Epstein, the brand new general manager of the Red Sox, knows about the long-suffering fans of Fenway: ''I was one of them,'' he says. From childhood until he left for college, he and his family attended 15 home games a year. When asked whether he ever booed the Sox, Epstein pauses.
''I tend not to be a booer. I tend to sit quietly with my arms crossed in front of me. When we're not winning, I'm very unhappy. The staff is pretty unhappy. And the fans are exceptionally unhappy.''
But back to that billboard. Are the Red Sox really cursed by the ghost of Babe Ruth?
''I don't really believe in curses,'' Epstein says, flashing a broad grin. ''Look, I can't sit here and deny that the Red Sox have broken their fans' hearts for the better part of a century. But I think with the right approach, tremendous resources, great ownership, and hard work, we can put ourselves in the position to win the World Series. It's just a matter of time.''
Speaking of time, Theo Epstein has always been a young man in a hurry.
Some of his best baseball hits came when he was a toddler, he says, only half-joking. He ruined his pitching by learning to throw a curveball before his arm was ready. As a college intern for the Baltimore Orioles, he conceived and organized a huge commemoration for surviving Negro League players. He went to law school while working for the San Diego Padres. And now, at 28, he's the youngest GM in baseball history.
Family of achievers
Theo Epstein is now in the driver's - some might say suicide - seat of the Boston Red Sox. Clearly, brains and focus got him there fast. But he attributes much of his success to the home he grew up in.
Epstein has a twin brother and older sister, both doing well in their chosen fields. His father, Leslie, is an acclaimed novelist and director of the creative writing program at Boston University. And his mother, Ilene, is, as he puts it, part of ''a great Brookline institution.''
''The Studio,'' he says. It's the fashionable women's clothing store near Coolidge Corner that Ilene Epstein, her twin sister, Sandy, and best friend Marcie Brawer have run for nearly 25 years. It is also, he reveals, ''where I saw my first naked lady.'' (As boys, he and his brother, Paul, used to hang out there, waiting for their mother.)
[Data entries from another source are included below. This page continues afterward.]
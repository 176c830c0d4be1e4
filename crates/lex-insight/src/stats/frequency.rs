//! Category frequency tables.

use crate::types::{FrequencyEntry, FrequencyTable};
use crate::utils::percentage;
use std::collections::HashMap;

/// Count distinct values, most frequent first, keeping the top `top_n`.
///
/// Ties keep first-seen order. Percentages are relative to the
/// non-missing rows and are not rounded.
pub fn value_counts(column: &str, values: &[Option<String>], top_n: usize) -> FrequencyTable {
    let mut index: HashMap<&str, usize> = HashMap::new();
    let mut counts: Vec<(&str, usize)> = Vec::new();

    for value in values.iter().flatten() {
        match index.get(value.as_str()) {
            Some(&slot) => counts[slot].1 += 1,
            None => {
                index.insert(value.as_str(), counts.len());
                counts.push((value.as_str(), 1));
            }
        }
    }

    let total: usize = counts.iter().map(|(_, c)| c).sum();
    let distinct_count = counts.len();
    // stable sort keeps first-seen order among equal counts
    counts.sort_by(|a, b| b.1.cmp(&a.1));

    let entries = counts
        .into_iter()
        .take(top_n)
        .map(|(value, count)| FrequencyEntry {
            value: value.to_string(),
            count,
            pct: percentage(count, total),
        })
        .collect();

    FrequencyTable {
        column: column.to_string(),
        total_non_missing: total,
        distinct_count,
        entries,
    }
}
There seems to be a creative strain running through the Epstein family. Leslie Epstein's father, Philip, and his father's identical twin, Julius, won the Academy Award for best screenplay for ''Casablanca.'' Theo's sister, Anya, 32, followed the family tradition: she wrote scripts for the NBC series ''Homicide: Life on the Street'' and is now writing screenplays. She is married to Dan Futterman, an actor. His twin, Paul, is a social worker and soccer coach at Brookline High School, where the boys graduated in 1991.
Growing up, the Epstein parents had high expectations. ''There were raised eyebrows over low B's or C's because they knew I could do better if I tried,'' says Theo. In college, he ''really kind of stopped working because I was into other things. I think my father saw I wasn't going to be one of those typical Yale students who spent hour after hour in the library trying to get an A instead of an A-minus.''
He finds it amusing when others talk about his high-achieving family. To him, it was a relaxed household, full of love.
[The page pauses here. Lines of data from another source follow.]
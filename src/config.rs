use crate::error::TelemetryError;
use std::str::FromStr;

/// Thresholds driving the adaptive sampler.
#[derive(Debug, Clone, Copy, PartialEq)]
pub struct SamplerConfig {
    /// Sequences of at most this many points are never reduced.
    pub min_points: usize,
    /// Force a sample once this many milliseconds passed since the last kept one.
    pub max_gap_ms: i64,
    /// Acceleration magnitude variance above which a sample is kept.
    pub variance_threshold: f64,
    /// Planar degree distance above which a sample is kept (~11 m at the equator).
    pub location_threshold: f64,
}

impl Default for SamplerConfig {
    fn default() -> Self {
        Self {
            min_points: 10,
            max_gap_ms: 30_000,
            variance_threshold: 0.5,
            location_threshold: 0.0001,
        }
    }
}

impl SamplerConfig {
    pub fn validate(&self) -> Result<(), TelemetryError> {
        if self.max_gap_ms < 0 {
            return Err(TelemetryError::Config(format!("max_gap_ms must be non-negative, got {}", self.max_gap_ms)));
        }
        if !(self.variance_threshold >= 0.0) {
            return Err(TelemetryError::Config(format!("variance_threshold must be non-negative, got {}", self.variance_threshold)));
        }
        if !(self.location_threshold >= 0.0) {
            return Err(TelemetryError::Config(format!("location_threshold must be non-negative, got {}", self.location_threshold)));
        }
        Ok(())
    }
}

/// Serialization used when measuring payload sizes.
#[derive(Debug, Clone, Copy, PartialEq, Eq, Default)]
pub enum SizeFormat {
    #[default]
    Json,
    Bincode,
}

impl FromStr for SizeFormat {
    type Err = TelemetryError;
    fn from_str(s: &str) -> Result<Self, Self::Err> {
        match s.to_lowercase().as_str() {
            "json" => Ok(SizeFormat::Json),
            "bincode" => Ok(SizeFormat::Bincode),
            _ => Err(TelemetryError::Config(format!("Invalid size format: {}", s))),
        }
    }
}

#[derive(Debug, Clone)]
pub struct CodecConfig {
    pub sampler: SamplerConfig,
    pub size_format: SizeFormat,
    /// Worker threads for batch operations.
    pub threads: usize,
}

impl Default for CodecConfig {
    fn default() -> Self {
        Self {
            sampler: SamplerConfig::default(),
            size_format: SizeFormat::Json,
            threads: num_cpus::get(),
        }
    }
}

impl CodecConfig {
    pub fn with_sampler(mut self, sampler: SamplerConfig) -> Self {
        self.sampler = sampler;
        self
    }

    pub fn with_size_format(mut self, size_format: SizeFormat) -> Self {
        self.size_format = size_format;
        self
    }

    pub fn with_threads(mut self, threads: usize) -> Self {
        self.threads = threads;
        self
    }

    pub fn validate(&self) -> Result<(), TelemetryError> {
        if self.threads == 0 {
            return Err(TelemetryError::Config("threads must be at least 1".to_string()));
        }
        self.sampler.validate()
    }
}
''When I think of my family, I think of my dad locked in his office, writing about a sentence a day, with classical music on; my sister locked in her room with bad pop music on, talking to her friends on the phone; my mom hustling home from work to make an unbelievable dinner in 30 minutes; and my brother and I beating the heck out of each other in the hallway,'' he says. ''Those are my memories.''
But he is unabashedly proud of his family's accomplishments: his father's writing and teaching; his sister, ''so talented as a writer and producer and now as a great mother''; his brother's work with children (''What he does is so much more important than anything I'll ever do'').
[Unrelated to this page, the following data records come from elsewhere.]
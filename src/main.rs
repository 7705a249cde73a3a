use tripcodec::cli;

fn main() {
	env_logger::init();
	if let Err(e) = cli::run() {
		eprintln!("Error: {:#}", e);
		std::process::exit(1);
	}
}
And then there's mom. Ilene Epstein never went to college. ''She overcame a very difficult childhood,'' says Theo, one that included being bounced between foster homes. ''She's certainly an inspiration with her entrepreneurship and business savvy and what she's been able to accomplish.''
A life around the field
Being part of the Red Sox family seemed almost preordained for Epstein. ''I was probably a Red Sox fan before I even knew it,'' he says, adding that his father, even while living in New York, despised the Yankees and adored the Sox - something that the twin toddlers absorbed. At age 4, Theo and his family moved to Boston, where they lived a mile from Fenway Park. Today, he lives ''a block and a half from Gate D,'' walks to work, and tells time by looking out his seventh-floor living-room window, from which he can see the clock and scoreboard at Fenway.
He says he's confident about his baseball-management skills but nervous about other aspects of the new job, notably the lack of privacy. He pauses, then adds: ''Actually, I'll be pretty nervous 162 times next year,'' the number of games on the schedule. He notes that his old boss in San Diego, Kevin Towers, put on 30 pounds his first year as the Padres GM.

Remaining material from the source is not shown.